Translating videos involves tasks like generating subtitles, dubbing with synchronized audio, and replacing on-screen text. In this tutorial, we will explore how to implement different components of video translation using Sieve’s APIs. Specifically, we’ll cover:
- Subtitle translation
- Voice dubbing
- Lipsync dubbing
- On-screen text translation
Sieve offers a versatile pipeline called sieve/dubbing
, capable of performing all these components. Additionally, Sieve provides dedicated functions for each specific operation, allowing you to customize the process to suit your needs. By the end of this guide, you’ll understand how to leverage these pipelines to create an efficient video translation pipeline that suits your use case.
Use Cases of Video Translation
Video translation enables effective global communication across industries. Key applications include:
- Media and Entertainment: Translate movies, shows, and documentaries to reach international audiences.
- E-Learning: Localize courses and tutorials for global learners.
- Corporate Training: Provide translated training and onboarding materials for multinational teams.
- Social Media: Help creators expand reach with subtitles and dubbing.
- Marketing: Adapt promotional content for diverse audiences.
- Gaming: Localize in-game videos and trailers for global players.
- Public Outreach: Translate videos for awareness campaigns and multilingual initiatives.
Subtitle Translation
Subtitles enable viewers to follow dialogue and essential audio elements in their native language. To show translated subtitles, we need to perform the following steps.

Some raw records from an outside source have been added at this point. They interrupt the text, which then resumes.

//! A single machine: an ordered job sequence and its cached cost.

use super::problem::{Cost, Problem};

/// One machine of a solution.
///
/// The cost of a machine is the processing time of every job it holds plus
/// the setup time between each pair of consecutive jobs. The first job of a
/// sequence incurs no setup. The cached cost is updated by every mutation and
/// always equals [`Machine::evaluate`] once the call returns.
#[derive(Debug, Clone, PartialEq, Eq)]
#[cfg_attr(feature = "serde", derive(serde::Serialize, serde::Deserialize))]
pub struct Machine {
    id: usize,
    jobs: Vec<usize>,
    cost: Cost,
}

impl Machine {
    /// Creates an empty machine.
    pub fn new(id: usize) -> Self {
        Self {
            id,
            jobs: Vec::new(),
            cost: 0,
        }
    }

    /// Creates a machine holding `jobs` in the given order.
    pub fn with_jobs(problem: &Problem, id: usize, jobs: Vec<usize>) -> Self {
        let mut machine = Self { id, jobs, cost: 0 };
        machine.cost = machine.evaluate(problem);
        machine
    }

    #[inline]
    pub fn id(&self) -> usize {
        self.id
    }

    #[inline]
    pub fn jobs(&self) -> &[usize] {
        &self.jobs
    }

    /// Job at `position`.
    ///
    /// # Panics
    ///
    /// Panics if `position >= job_count()`.
    #[inline]
    pub fn job(&self, position: usize) -> usize {
        self.jobs[position]
    }

    #[inline]
    pub fn job_count(&self) -> usize {
        self.jobs.len()
    }

    #[inline]
    pub fn is_empty(&self) -> bool {
        self.jobs.is_empty()
    }

    /// Cached cost of the current sequence.
    #[inline]
    pub fn cost(&self) -> Cost {
        self.cost
    }

    /// Recomputes the cost of the current sequence from scratch.
    pub fn evaluate(&self, problem: &Problem) -> Cost {
        let processing: Cost = self
            .jobs
            .iter()
            .map(|&job| problem.processing_time(self.id, job))
            .sum();
        let setup: Cost = self
            .jobs
            .windows(2)
            .map(|pair| problem.setup_time(self.id, pair[0], pair[1]))
            .sum();
        processing + setup
    }

    /// Change of this machine's cost if `job` were inserted at `position`.
    ///
    /// Only the jobs adjacent to `position` are consulted, so the query is
    /// O(1) and leaves the machine untouched.
    ///
    /// # Panics
    ///
    /// Panics if `position > job_count()` or `job` is not a job of `problem`.
    pub fn delta_cost_if_inserted(&self, problem: &Problem, job: usize, position: usize) -> Cost {
        assert!(
            position <= self.jobs.len(),
            "called `Machine::delta_cost_if_inserted` with position out of range: the len is {} but the position is {}",
            self.jobs.len(),
            position
        );
        assert!(
            job < problem.n_jobs(),
            "called `Machine::delta_cost_if_inserted` with unknown job {} (instance has {} jobs)",
            job,
            problem.n_jobs()
        );

        let prev = position.checked_sub(1).map(|p| self.jobs[p]);
        let next = self.jobs.get(position).copied();

        let mut delta = problem.processing_time(self.id, job);
        if let Some(prev) = prev {
            delta += problem.setup_time(self.id, prev, job);
        }
        if let Some(next) = next {
            delta += problem.setup_time(self.id, job, next);
        }
        if let (Some(prev), Some(next)) = (prev, next) {
            delta -= problem.setup_time(self.id, prev, next);
        }
        delta
    }

    /// Cost this machine would have after inserting `job` at `position`.
    #[inline]
    pub fn cost_if_inserted(&self, problem: &Problem, job: usize, position: usize) -> Cost {
        self.cost + self.delta_cost_if_inserted(problem, job, position)
    }

    /// Change of this machine's cost if the job at `position` were removed.
    ///
    /// # Panics
    ///
    /// Panics if `position >= job_count()`.
    pub fn delta_cost_if_removed(&self, problem: &Problem, position: usize) -> Cost {
        assert!(
            position < self.jobs.len(),
            "called `Machine::delta_cost_if_removed` with position out of range: the len is {} but the position is {}",
            self.jobs.len(),
            position
        );

        let job = self.jobs[position];
        let prev = position.checked_sub(1).map(|p| self.jobs[p]);
        let next = self.jobs.get(position + 1).copied();

        let mut delta = -problem.processing_time(self.id, job);
        if let Some(prev) = prev {
            delta -= problem.setup_time(self.id, prev, job);
        }
        if let Some(next) = next {
            delta -= problem.setup_time(self.id, job, next);
        }
        if let (Some(prev), Some(next)) = (prev, next) {
            delta += problem.setup_time(self.id, prev, next);
        }
        delta
    }

    /// Cheapest position to insert `job`, with the resulting machine cost.
    ///
    /// Positions are scanned in ascending order and only a strictly lower
    /// cost replaces the incumbent, so ties resolve to the lowest position.
    pub fn best_insertion(&self, problem: &Problem, job: usize) -> (usize, Cost) {
        let mut best_position = 0;
        let mut best_cost = Cost::MAX;
        for position in 0..=self.jobs.len() {
            let cost = self.cost_if_inserted(problem, job, position);
            if cost < best_cost {
                best_cost = cost;
                best_position = position;
            }
        }
        (best_position, best_cost)
    }

    /// Inserts `job` at `position` and updates the cached cost.
    ///
    /// # Panics
    ///
    /// Panics if `position > job_count()`. The machine is left untouched.
    pub fn insert(&mut self, problem: &Problem, job: usize, position: usize) {
        let delta = self.delta_cost_if_inserted(problem, job, position);
        self.jobs.insert(position, job);
        self.cost += delta;
    }

    /// Removes and returns the job at `position`, updating the cached cost.
    ///
    /// # Panics
    ///
    /// Panics if `position >= job_count()`. The machine is left untouched.
    pub fn remove(&mut self, problem: &Problem, position: usize) -> usize {
        let delta = self.delta_cost_if_removed(problem, position);
        let job = self.jobs.remove(position);
        self.cost += delta;
        job
    }

    /// Exchanges the jobs at positions `a` and `b` and recomputes the cost.
    ///
    /// # Panics
    ///
    /// Panics if either position is out of range. The machine is left untouched.
    pub fn swap_positions(&mut self, problem: &Problem, a: usize, b: usize) {
        assert!(
            a < self.jobs.len() && b < self.jobs.len(),
            "called `Machine::swap_positions` with position out of range: the len is {} but the positions are {} and {}",
            self.jobs.len(),
            a,
            b
        );
        self.jobs.swap(a, b);
        self.cost = self.evaluate(problem);
    }
}

#[cfg(test)]
mod tests {
    use super::*;
    use crate::model::testing::{random_problem, tiny_problem};
    use rand::Rng;

    #[test]
    fn test_empty_machine() {
        let m = Machine::new(3);
        assert_eq!(m.id(), 3);
        assert!(m.is_empty());
        assert_eq!(m.job_count(), 0);
        assert_eq!(m.cost(), 0);
    }

    #[test]
    fn test_with_jobs_caches_cost() {
        let p = tiny_problem();
        // machine 0: p(0,0)=2, p(0,2)=4, s(0,0,2)=3
        let m = Machine::with_jobs(&p, 0, vec![0, 2]);
        assert_eq!(m.cost(), 2 + 4 + 3);
        assert_eq!(m.cost(), m.evaluate(&p));
    }

    #[test]
    fn test_first_job_has_no_setup() {
        let p = tiny_problem();
        let m = Machine::with_jobs(&p, 1, vec![1]);
        assert_eq!(m.cost(), p.processing_time(1, 1));
    }

    #[test]
    fn test_delta_insert_matches_recompute() {
        let p = tiny_problem();
        let m = Machine::with_jobs(&p, 0, vec![0, 2]);
        for position in 0..=m.job_count() {
            let predicted = m.cost_if_inserted(&p, 1, position);
            let mut copy = m.clone();
            copy.insert(&p, 1, position);
            assert_eq!(predicted, copy.cost());
            assert_eq!(copy.cost(), copy.evaluate(&p));
        }
    }

    #[test]
    fn test_delta_remove_matches_recompute() {
        let p = tiny_problem();
        let m = Machine::with_jobs(&p, 1, vec![2, 0, 1]);
        for position in 0..m.job_count() {
            let predicted = m.cost() + m.delta_cost_if_removed(&p, position);
            let mut copy = m.clone();
            copy.remove(&p, position);
            assert_eq!(predicted, copy.cost());
            assert_eq!(copy.cost(), copy.evaluate(&p));
        }
    }

    #[test]
    fn test_remove_returns_job() {
        let p = tiny_problem();
        let mut m = Machine::with_jobs(&p, 0, vec![2, 0, 1]);
        assert_eq!(m.remove(&p, 1), 0);
        assert_eq!(m.jobs(), &[2, 1]);
    }

    #[test]
    fn test_insert_then_remove_restores_cost() {
        let p = tiny_problem();
        let mut m = Machine::with_jobs(&p, 1, vec![0, 2]);
        let before = m.clone();
        m.insert(&p, 1, 1);
        m.remove(&p, 1);
        assert_eq!(m, before);
    }

    #[test]
    fn test_best_insertion_is_minimal_and_first() {
        let p = tiny_problem();
        let m = Machine::with_jobs(&p, 0, vec![0, 2]);
        let (best, cost) = m.best_insertion(&p, 1);
        for position in 0..=m.job_count() {
            let c = m.cost_if_inserted(&p, 1, position);
            assert!(cost <= c);
            if position < best {
                assert!(c > cost, "an earlier position ties with the chosen one");
            }
        }
    }

    #[test]
    fn test_best_insertion_tie_breaks_to_lowest() {
        // all costs zero except processing: every position ties
        let p = Problem::with_shared_setup(vec![vec![1, 1, 1]], vec![vec![0; 3]; 3]).unwrap();
        let m = Machine::with_jobs(&p, 0, vec![0, 1]);
        assert_eq!(m.best_insertion(&p, 2), (0, 3));
    }

    #[test]
    fn test_best_insertion_on_empty_machine() {
        let p = tiny_problem();
        let m = Machine::new(1);
        assert_eq!(m.best_insertion(&p, 2), (0, p.processing_time(1, 2)));
    }

    #[test]
    fn test_swap_positions() {
        let p = tiny_problem();
        let mut m = Machine::with_jobs(&p, 0, vec![0, 1, 2]);
        m.swap_positions(&p, 0, 2);
        assert_eq!(m.jobs(), &[2, 1, 0]);
        assert_eq!(m.cost(), m.evaluate(&p));
        m.swap_positions(&p, 0, 2);
        assert_eq!(m, Machine::with_jobs(&p, 0, vec![0, 1, 2]));
    }

    #[test]
    #[should_panic(expected = "position out of range")]
    fn test_insert_out_of_range_panics() {
        let p = tiny_problem();
        let mut m = Machine::with_jobs(&p, 0, vec![0]);
        m.insert(&p, 1, 2);
    }

    #[test]
    #[should_panic(expected = "position out of range")]
    fn test_remove_out_of_range_panics() {
        let p = tiny_problem();
        let mut m = Machine::with_jobs(&p, 0, vec![0]);
        m.remove(&p, 1);
    }

    #[test]
    fn test_failed_insert_leaves_machine_untouched() {
        let p = tiny_problem();
        let m = Machine::with_jobs(&p, 0, vec![0, 2]);
        let mut copy = m.clone();
        let result = std::panic::catch_unwind(std::panic::AssertUnwindSafe(|| {
            copy.insert(&p, 1, 5);
        }));
        assert!(result.is_err());
        assert_eq!(copy, m);
    }

    #[test]
    fn test_random_mutations_keep_cost_exact() {
        let mut rng = crate::random::create_rng(7);
        let p = random_problem(12, 3, &mut rng);
        let mut m = Machine::with_jobs(&p, 2, (0..6).collect());
        let mut pool: Vec<usize> = (6..12).collect();

        for _ in 0..500 {
            if !pool.is_empty() && (m.is_empty() || rng.random_bool(0.5)) {
                let job = pool.swap_remove(rng.random_range(0..pool.len()));
                let position = rng.random_range(0..=m.job_count());
                m.insert(&p, job, position);
            } else {
                let position = rng.random_range(0..m.job_count());
                pool.push(m.remove(&p, position));
            }
            assert_eq!(m.cost(), m.evaluate(&p));
        }
    }
}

- Transcription: Convert original dialogue of the video into text using a transcription model.
- Translation: Translate the transcribed text from the source language to the target language using a translation model.
Implementation with Sieve
Sieve offers the sieve/dubbing
pipeline in translation-only
mode which returns just the translated text with sentence-level timestamps for alignment. The primary use of this output mode is to enable human-in-the-loop dubbing, though it can also be used to simply generate translated subtitles. Below is a simple implementation.
import sieve
source_file = sieve.File(url="https://storage.googleapis.com/sieve-prod-us-central1-public-file-upload-bucket/c4d968f5-f25a-412b-9102-5b6ab6dafcb4/27953634-d321-4c67-b199-5b06cf11f5c8-markWiens_pizza_italy_52s.mp4")
dubbing = sieve.function.get("sieve/dubbing")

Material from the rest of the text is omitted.